The 1st FIFG World Cup was played in Budapest, Hungary, in June 2012, organised by the FootGolf Hungary. It featured 126 players from eight countries: Argentina, Belgium, Greece, Hungary, Italy, Mexico, the Netherlands, and the United States.

The 2nd FIFG FootGolf World Cup was held in January 2016 in Pilar (Buenos Aires Province) Argentina. Organised by the Asociación Argentina de FootGolf, the event hosted over 230 players from 26 FIFG member countries.

The 3rd FIFG FootGolf World Cup, organised by the French FootGolf Association, was played in Marrakesh, Morocco in 2018 and attracted 520 players from 33 countries.

The 4th FIFG FootGolf World Cup was organised by the American FootGolf Federation in 2023 in Orlando, Florida, United States. The event brought together 972 players from 39 countries.
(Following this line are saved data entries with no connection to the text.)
//! # 选区中继库 — 库入口
//!
//! ## 架构总览
//!
//! ```text
//! ┌──────────────────────────────────────────────────────────┐
//! │                    面板 (webview UI)                      │
//! │                                                          │
//! │  文档信息 ── 选区预览 ── 出图上传 ── 配置读写            │
//! └───────┬──────────────────────────────────────────────────┘
//!         ↕ 跨边界调用 (Result<T, AppError>)
//! ┌───────┼──────────────────────────────────────────────────┐
//! │       ↕           选区中继 (Rust)                        │
//! │                                                          │
//! │  ┌─ error ────── AppError (统一错误类型)                  │
//! │  │                                                       │
//! │  ├─ service ──── 流水线编排（文档 → 规划 → 取图 → 合成）  │
//! │  │                                                       │
//! │  ├─ host ─────── 宿主成像接口 seam（嵌入方实现）          │
//! │  │                                                       │
//! │  ├─ pixel ────── 归一化·伽马·色相·蒙版合成·降采样规划     │
//! │  │                                                       │
//! │  ├─ export ───── 白底压平·JPEG/PNG 编码·令牌上传          │
//! │  │                                                       │
//! │  ├─ provider ── Provider Key 单飞 TTL 缓存                │
//! │  ├─ settings ── 全局配置 / 处理状态 JSON 持久化           │
//! │  └─ notify ──── 服务商变更旁路通知（永不报错）            │
//! └──────────────────────────────────────────────────────────┘
//! ```
//!
//! ## 模块职责
//!
//! | 模块 | 职责 |
//! |------|------|
//! | [`error`] | 统一错误类型 `AppError`，所有服务入口的返回类型 |
//! | [`host`] | 宿主成像接口：文档、选区边界、像素/蒙版缓冲读取 |
//! | [`pixel`] | 采样归一化、sRGB 伽马、色相旋转、蒙版合成、降采样规划 |
//! | [`export`] | 压白底编码 JPEG/PNG、令牌换取与多部分表单上传 |
//! | [`provider`] | Provider Key 的单飞 TTL 缓存客户端 |
//! | [`settings`] | 全局配置与处理状态的容错 JSON 落盘 |
//! | [`notify`] | 服务商变更的尽力而为通知，失败降级不报错 |
//! | [`service`] | `SelectionRelayService` 流程编排与阶段耗时日志 |

pub mod error;
pub mod export;
pub mod host;
pub mod notify;
pub mod pixel;
pub mod provider;
pub mod service;
pub mod settings;
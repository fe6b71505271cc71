//! # 像素流水线模块（pixel）
//!
//! ## 设计思路
//!
//! 该模块将“原始采样归一化 → 伽马编码 → 色相旋转 → 蒙版合成 →
//! 降采样规划”按职责拆分为多个子模块，避免单文件膨胀与耦合。
//!
//! - `normalize`：多种元素类型与量程约定收敛到 0..255
//! - `srgb`：线性光 → sRGB 编码查找表
//! - `hue`：HSV 空间色相旋转
//! - `composite`：蒙版当 alpha 的 RGBA 合成与白底压平
//! - `plan`：大尺寸区域的请求级降采样规划
//! - `error`：本阶段错误模型
//!
//! ## 实现思路
//!
//! 全部是纯函数：输入缓冲、输出缓冲，不碰宿主也不碰网络，
//! 数值行为可以逐字节断言。服务层负责把宿主缓冲喂进来。

mod composite;
mod error;
mod hue;
mod normalize;
mod plan;
mod srgb;

pub use composite::{composite_selection, infer_components, CompositeOptions, SelectionRgba};
pub use error::PixelError;
pub use normalize::{min_max_u8, normalize_to_u8};
pub use plan::{plan_request_size, DownsamplePlan, MAX_REQUEST_EDGE};
pub use srgb::encode_lut;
The 5th FIFG FootGolf World Cup was organised by the Federación Mexicana de FootGolf in Acapulco, Mexico, in 2026. The tournament gathered more than 1,200 players from over 60 countries and 64 national teams across all categories, making it the largest edition in the competition’s history.

== FIFG Youth FootGolf ==

The inaugural FIFG Youth FootGolf World Cup was played in Germany in 2026.

In 2025 American FootGolf League worked with the NJ Youth Soccer Association and Crystal Springs Resort to launch a FootGolf championship for youth in New Jersey. In 2026, the NJYSA expands the second annual Youth FootGolf Championship successfully and
introduced interactive activities for both parents and friends. The American FootGolf League and Federation work to expand the game to youth across the United States, including supporting programmes that target players with disabilities.